═══ Data for review ═══

//! The fixture runner capability and the suite-scoped handle generated tests share.
//!
//! ## Lifecycle
//!
//! A generated suite acquires exactly one [`SuiteRunner`] the first time any of its tests runs and passes a
//! `&'static` reference to every test. The handle is released when the test process exits.

use std::fmt::Display;
use std::path::{Path, PathBuf};
use std::sync::{Mutex, PoisonError};

/// Execute a fixture and capture what it printed.
///
/// Implementations return the captured standard output on a clean run and an error value when the interpreter
/// reports a compile or runtime failure.
pub trait FixtureRunner {
    type Error: Display;

    fn run_file(&mut self, path: &Path) -> Result<String, Self::Error>;
}

/// Shared runner handle for one suite directory.
#[derive(Debug)]
pub struct SuiteRunner<R> {
    dir: PathBuf,
    runner: Mutex<R>,
}

impl<R: FixtureRunner> SuiteRunner<R> {
    pub fn new(dir: impl Into<PathBuf>, runner: R) -> Self {
        Self {
            dir: dir.into(),
            runner: Mutex::new(runner),
        }
    }

    /// Resolve a fixture file name (`closure.lox`) to its script path.
    pub fn fixture_path(&self, file_name: &str) -> PathBuf {
        self.dir.join(file_name)
    }

    /// Run the fixture `file_name` from this suite's directory.
    ///
    /// Calls are serialised: libtest runs tests on several threads but the interpreter handle is single-user. A
    /// test that panicked while holding the lock does not poison the suite for the remaining tests.
    pub fn run(&self, file_name: &str) -> Result<String, R::Error> {
        let path = self.fixture_path(file_name);
        let mut runner = self.runner.lock().unwrap_or_else(PoisonError::into_inner);
        tracing::debug!(fixture = %path.display(), "running fixture");
        runner.run_file(&path)
    }
}
//! CLI command implementations
//!
//! All command functions return `CliResult<ExitCode>` instead of calling
//! `process::exit`. Error handling and exits happen in the top-level `run()`.

use std::fmt::Write;
use std::path::Path;

use crate::config::GeneratorConfig;
use crate::errors::GenError;
use crate::generator::{self, GenerationReport, PlannedSuite};

use super::{CliError, CliResult, ExitCode};

/// Render a generator error with its diagnostic code and help text.
fn gen_failure(err: GenError) -> CliError {
    CliError::failure(format!("{:?}", miette::Report::new(err)))
}

/// Generate every suite under `root` and print a summary.
pub fn generate_suites(root: &Path) -> CliResult<ExitCode> {
    let config = GeneratorConfig::default();
    let report = generator::generate(root, &config).map_err(gen_failure)?;
    print!("{}", format_report(&report));
    Ok(ExitCode::SUCCESS)
}

/// Print each suite and fixture classification under `root` without writing anything.
pub fn list_suites(root: &Path) -> CliResult<ExitCode> {
    let config = GeneratorConfig::default();
    let planned = generator::plan(root, &config).map_err(gen_failure)?;
    print!("{}", format_plan(&planned));
    Ok(ExitCode::SUCCESS)
}

pub(crate) fn format_report(report: &GenerationReport) -> String {
    let mut out = String::new();
    for suite in &report.written {
        let _ = writeln!(
            out,
            "wrote {} ({} positive, {} negative)",
            suite.path.display(),
            suite.positive,
            suite.negative
        );
    }
    for name in &report.skipped {
        let _ = writeln!(out, "skipped {} (excluded)", name);
    }
    let _ = writeln!(
        out,
        "generated {} suite file(s) with {} test(s)",
        report.written.len(),
        report.total_tests()
    );
    out
}

pub(crate) fn format_plan(planned: &[PlannedSuite]) -> String {
    let mut out = String::new();
    for entry in planned {
        match &entry.output {
            None => {
                let _ = writeln!(out, "{} (excluded)", entry.suite.name);
            }
            Some(path) => {
                let _ = writeln!(out, "{} -> {}", entry.suite.name, path.display());
                for fixture in &entry.fixtures {
                    let _ = writeln!(out, "  {}: {}", fixture.fixture.file_name(), fixture.classification);
                }
            }
        }
    }
    out
}
//! Fixture classification.
//!
//! A fixture is negative as soon as it carries any error annotation, no matter how many `// expect:` lines it also
//! has. Everything else is positive, including fixtures with no annotations at all: those must run cleanly and print
//! nothing.

use crate::annotations::{self, Annotations};

/// What a generated test asserts about one fixture.
#[derive(Debug, Clone, PartialEq, Eq)]
pub enum Classification {
    /// Must run without error and print exactly these lines, in order.
    Positive { expected: Vec<String> },
    /// Must fail. The kind of failure is not checked.
    Negative,
}

impl Classification {
    pub fn is_negative(&self) -> bool {
        matches!(self, Classification::Negative)
    }

    /// Expected output lines; empty for negative fixtures.
    pub fn expected_lines(&self) -> &[String] {
        match self {
            Classification::Positive { expected } => expected,
            Classification::Negative => &[],
        }
    }
}

impl std::fmt::Display for Classification {
    fn fmt(&self, f: &mut std::fmt::Formatter<'_>) -> std::fmt::Result {
        match self {
            Classification::Positive { expected } => write!(f, "positive ({} expected line(s))", expected.len()),
            Classification::Negative => write!(f, "negative"),
        }
    }
}

/// Reduce a fixture's annotations to a classification.
pub fn classify(found: &Annotations) -> Classification {
    if found.error_count() > 0 {
        Classification::Negative
    } else {
        Classification::Positive {
            expected: found.expected_output(),
        }
    }
}

/// Scan then classify fixture text.
pub fn classify_source(source: &str) -> Classification {
    classify(&annotations::scan(source))
}

#[cfg(test)]
mod tests {
    use super::*;

    fn positive(lines: &[&str]) -> Classification {
        Classification::Positive {
            expected: lines.iter().map(|s| s.to_string()).collect(),
        }
    }

    #[test]
    fn test_expect_lines_are_positive() {
        assert_eq!(classify_source("// expect: 3\n// expect: 4"), positive(&["3", "4"]));
    }

    #[test]
    fn test_line_tagged_error_is_negative() {
        assert_eq!(classify_source("// [line 2] Error: bad token"), Classification::Negative);
    }

    #[test]
    fn test_runtime_error_is_negative() {
        assert_eq!(
            classify_source("// expect runtime error: division by zero"),
            Classification::Negative
        );
    }

    #[test]
    fn test_no_annotations_is_silent_positive() {
        let c = classify_source("var a = 1;\n");
        assert_eq!(c, positive(&[]));
        assert!(c.expected_lines().is_empty());
    }

    #[test]
    fn test_empty_file_is_silent_positive() {
        assert_eq!(classify_source(""), positive(&[]));
    }

    #[test]
    fn test_crlf_fixture_expects_clean_lines() {
        assert_eq!(
            classify_source("print 3; // expect: 3\r\nprint 4; // expect: 4\r\n"),
            positive(&["3", "4"])
        );
    }

    #[test]
    fn test_error_wins_over_expect() {
        let source = "\
print \"before\"; // expect: before
print undefined; // expect runtime error: Undefined variable 'undefined'.
";
        assert_eq!(classify_source(source), Classification::Negative);
    }

    #[test]
    fn test_generic_error_is_negative() {
        let source = "fun f(a, a) {} // Error at 'a': Already a variable with this name in this scope.";
        assert!(classify_source(source).is_negative());
    }

    #[test]
    fn test_syntax_trace_alone_is_negative() {
        assert!(classify_source("print 1; // expect: [c line 1] Error at 'x'").is_negative());
    }

    #[test]
    fn test_display() {
        assert_eq!(positive(&["a", "b"]).to_string(), "positive (2 expected line(s))");
        assert_eq!(Classification::Negative.to_string(), "negative");
    }
}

═══

Character for character, reproduce all of the lines above.

Response box
//! The fixture runner capability and the suite-scoped handle generated tests share.
//!
//! ## Lifecycle
//!
//! A generated suite acquires exactly one [`SuiteRunner`] the first time any of its tests runs and passes a
//! `&'static` reference to every test. The handle is released when the test process exits.

use std::fmt::Display;
use std::path::{Path, PathBuf};
use std::sync::{Mutex, PoisonError};

/// Execute a fixture and capture what it printed.
///
/// Implementations return the captured standard output on a clean run and an error value when the interpreter
/// reports a compile or runtime failure.
pub trait FixtureRunner {
    type Error: Display;

    fn run_file(&mut self, path: &Path) -> Result<String, Self::Error>;
}

/// Shared runner handle for one suite directory.
#[derive(Debug)]
pub struct SuiteRunner<R> {
    dir: PathBuf,
    runner: Mutex<R>,
}

impl<R: FixtureRunner> SuiteRunner<R> {
    pub fn new(dir: impl Into<PathBuf>, runner: R) -> Self {
        Self {
            dir: dir.into(),
            runner: Mutex::new(runner),
        }
    }

    /// Resolve a fixture file name (`closure.lox`) to its script path.
    pub fn fixture_path(&self, file_name: &str) -> PathBuf {
        self.dir.join(file_name)
    }

    /// Run the fixture `file_name` from this suite's directory.
    ///
    /// Calls are serialised: libtest runs tests on several threads but the interpreter handle is single-user. A
    /// test that panicked while holding the lock does not poison the suite for the remaining tests.
    pub fn run(&self, file_name: &str) -> Result<String, R::Error> {
        let path = self.fixture_path(file_name);
        let mut runner = self.runner.lock().unwrap_or_else(PoisonError::into_inner);
        tracing::debug!(fixture = %path.display(), "running fixture");
        runner.run_file(&path)
    }
}
//! CLI command implementations
//!
//! All command functions return `CliResult<ExitCode>` instead of calling
//! `process::exit`. Error handling and exits happen in the top-level `run()`.

use std::fmt::Write;
use std::path::Path;

use crate::config::GeneratorConfig;
use crate::errors::GenError;
use crate::generator::{self, GenerationReport, PlannedSuite};

use super::{CliError, CliResult, ExitCode};

/// Render a generator error with its diagnostic code and help text.
fn gen_failure(err: GenError) -> CliError {
    CliError::failure(format!("{:?}", miette::Report::new(err)))
}

/// Generate every suite under `root` and print a summary.
pub fn generate_suites(root: &Path) -> CliResult<ExitCode> {
    let config = GeneratorConfig::default();
    let report = generator::generate(root, &config).map_err(gen_failure)?;
    print!("{}", format_report(&report));
    Ok(ExitCode::SUCCESS)
}

/// Print each suite and fixture classification under `root` without writing anything.
pub fn list_suites(root: &Path) -> CliResult<ExitCode> {
    let config = GeneratorConfig::default();
    let planned = generator::plan(root, &config).map_err(gen_failure)?;
    print!("{}", format_plan(&planned));
    Ok(ExitCode::SUCCESS)
}

pub(crate) fn format_report(report: &GenerationReport) -> String {
    let mut out = String::new();
    for suite in &report.written {
        let _ = writeln!(
            out,
            "wrote {} ({} positive, {} negative)",
            suite.path.display(),
            suite.positive,
            suite.negative
        );
    }
    for name in &report.skipped {
        let _ = writeln!(out, "skipped {} (excluded)", name);
    }
    let _ = writeln!(
        out,
        "generated {} suite file(s) with {} test(s)",
        report.written.len(),
        report.total_tests()
    );
    out
}

pub(crate) fn format_plan(planned: &[PlannedSuite]) -> String {
    let mut out = String::new();
    for entry in planned {
        match &entry.output {
            None => {
                let _ = writeln!(out, "{} (excluded)", entry.suite.name);
            }
            Some(path) => {
                let _ = writeln!(out, "{} -> {}", entry.suite.name, path.display());
                for fixture in &entry.fixtures {
                    let _ = writeln!(out, "  {}: {}", fixture.fixture.file_name(), fixture.classification);
                }
            }
        }
    }
    out
}
//! Fixture classification.
//!
//! A fixture is negative as soon as it carries any error annotation, no matter how many `// expect:` lines it also
//! has. Everything else is positive, including fixtures with no annotations at all: those must run cleanly and print
//! nothing.

use crate::annotations::{self, Annotations};

/// What a generated test asserts about one fixture.
#[derive(Debug, Clone, PartialEq, Eq)]
pub enum Classification {
    /// Must run without error and print exactly these lines, in order.
    Positive { expected: Vec<String> },
    /// Must fail. The kind of failure is not checked.
    Negative,
}

impl Classification {
    pub fn is_negative(&self) -> bool {
        matches!(self, Classification::Negative)
    }

    /// Expected output lines; empty for negative fixtures.
    pub fn expected_lines(&self) -> &[String] {
        match self {
            Classification::Positive { expected } => expected,
            Classification::Negative => &[],
        }
    }
}

impl std::fmt::Display for Classification {
    fn fmt(&self, f: &mut std::fmt::Formatter<'_>) -> std::fmt::Result {
        match self {
            Classification::Positive { expected } => write!(f, "positive ({} expected line(s))", expected.len()),
            Classification::Negative => write!(f, "negative"),
        }
    }
}

/// Reduce a fixture's annotations to a classification.
pub fn classify(found: &Annotations) -> Classification {
    if found.error_count() > 0 {
        Classification::Negative
    } else {
        Classification::Positive {
            expected: found.expected_output(),
        }
    }
}

/// Scan then classify fixture text.
pub fn classify_source(source: &str) -> Classification {
    classify(&annotations::scan(source))
}

#[cfg(test)]
mod tests {
    use super::*;

    fn positive(lines: &[&str]) -> Classification {
        Classification::Positive {
            expected: lines.iter().map(|s| s.to_string()).collect(),
        }
    }

    #[test]
    fn test_expect_lines_are_positive() {
        assert_eq!(classify_source("// expect: 3\n// expect: 4"), positive(&["3", "4"]));
    }

    #[test]
    fn test_line_tagged_error_is_negative() {
        assert_eq!(classify_source("// [line 2] Error: bad token"), Classification::Negative);
    }

    #[test]
    fn test_runtime_error_is_negative() {
        assert_eq!(
            classify_source("// expect runtime error: division by zero"),
            Classification::Negative
        );
    }

    #[test]
    fn test_no_annotations_is_silent_positive() {
        let c = classify_source("var a = 1;\n");
        assert_eq!(c, positive(&[]));
        assert!(c.expected_lines().is_empty());
    }

    #[test]
    fn test_empty_file_is_silent_positive() {
        assert_eq!(classify_source(""), positive(&[]));
    }

    #[test]
    fn test_crlf_fixture_expects_clean_lines() {
        assert_eq!(
            classify_source("print 3; // expect: 3\r\nprint 4; // expect: 4\r\n"),
            positive(&["3", "4"])
        );
    }

    #[test]
    fn test_error_wins_over_expect() {
        let source = "\
print \"before\"; // expect: before
print undefined; // expect runtime error: Undefined variable 'undefined'.
";
        assert_eq!(classify_source(source), Classification::Negative);
    }

    #[test]
    fn test_generic_error_is_negative() {
        let source = "fun f(a, a) {} // Error at 'a': Already a variable with this name in this scope.";
        assert!(classify_source(source).is_negative());
    }

    #[test]
    fn test_syntax_trace_alone_is_negative() {
        assert!(classify_source("print 1; // expect: [c line 1] Error at 'x'").is_negative());
    }

    #[test]
    fn test_display() {
        assert_eq!(positive(&["a", "b"]).to_string(), "positive (2 expected line(s))");
        assert_eq!(Classification::Negative.to_string(), "negative");
    }
}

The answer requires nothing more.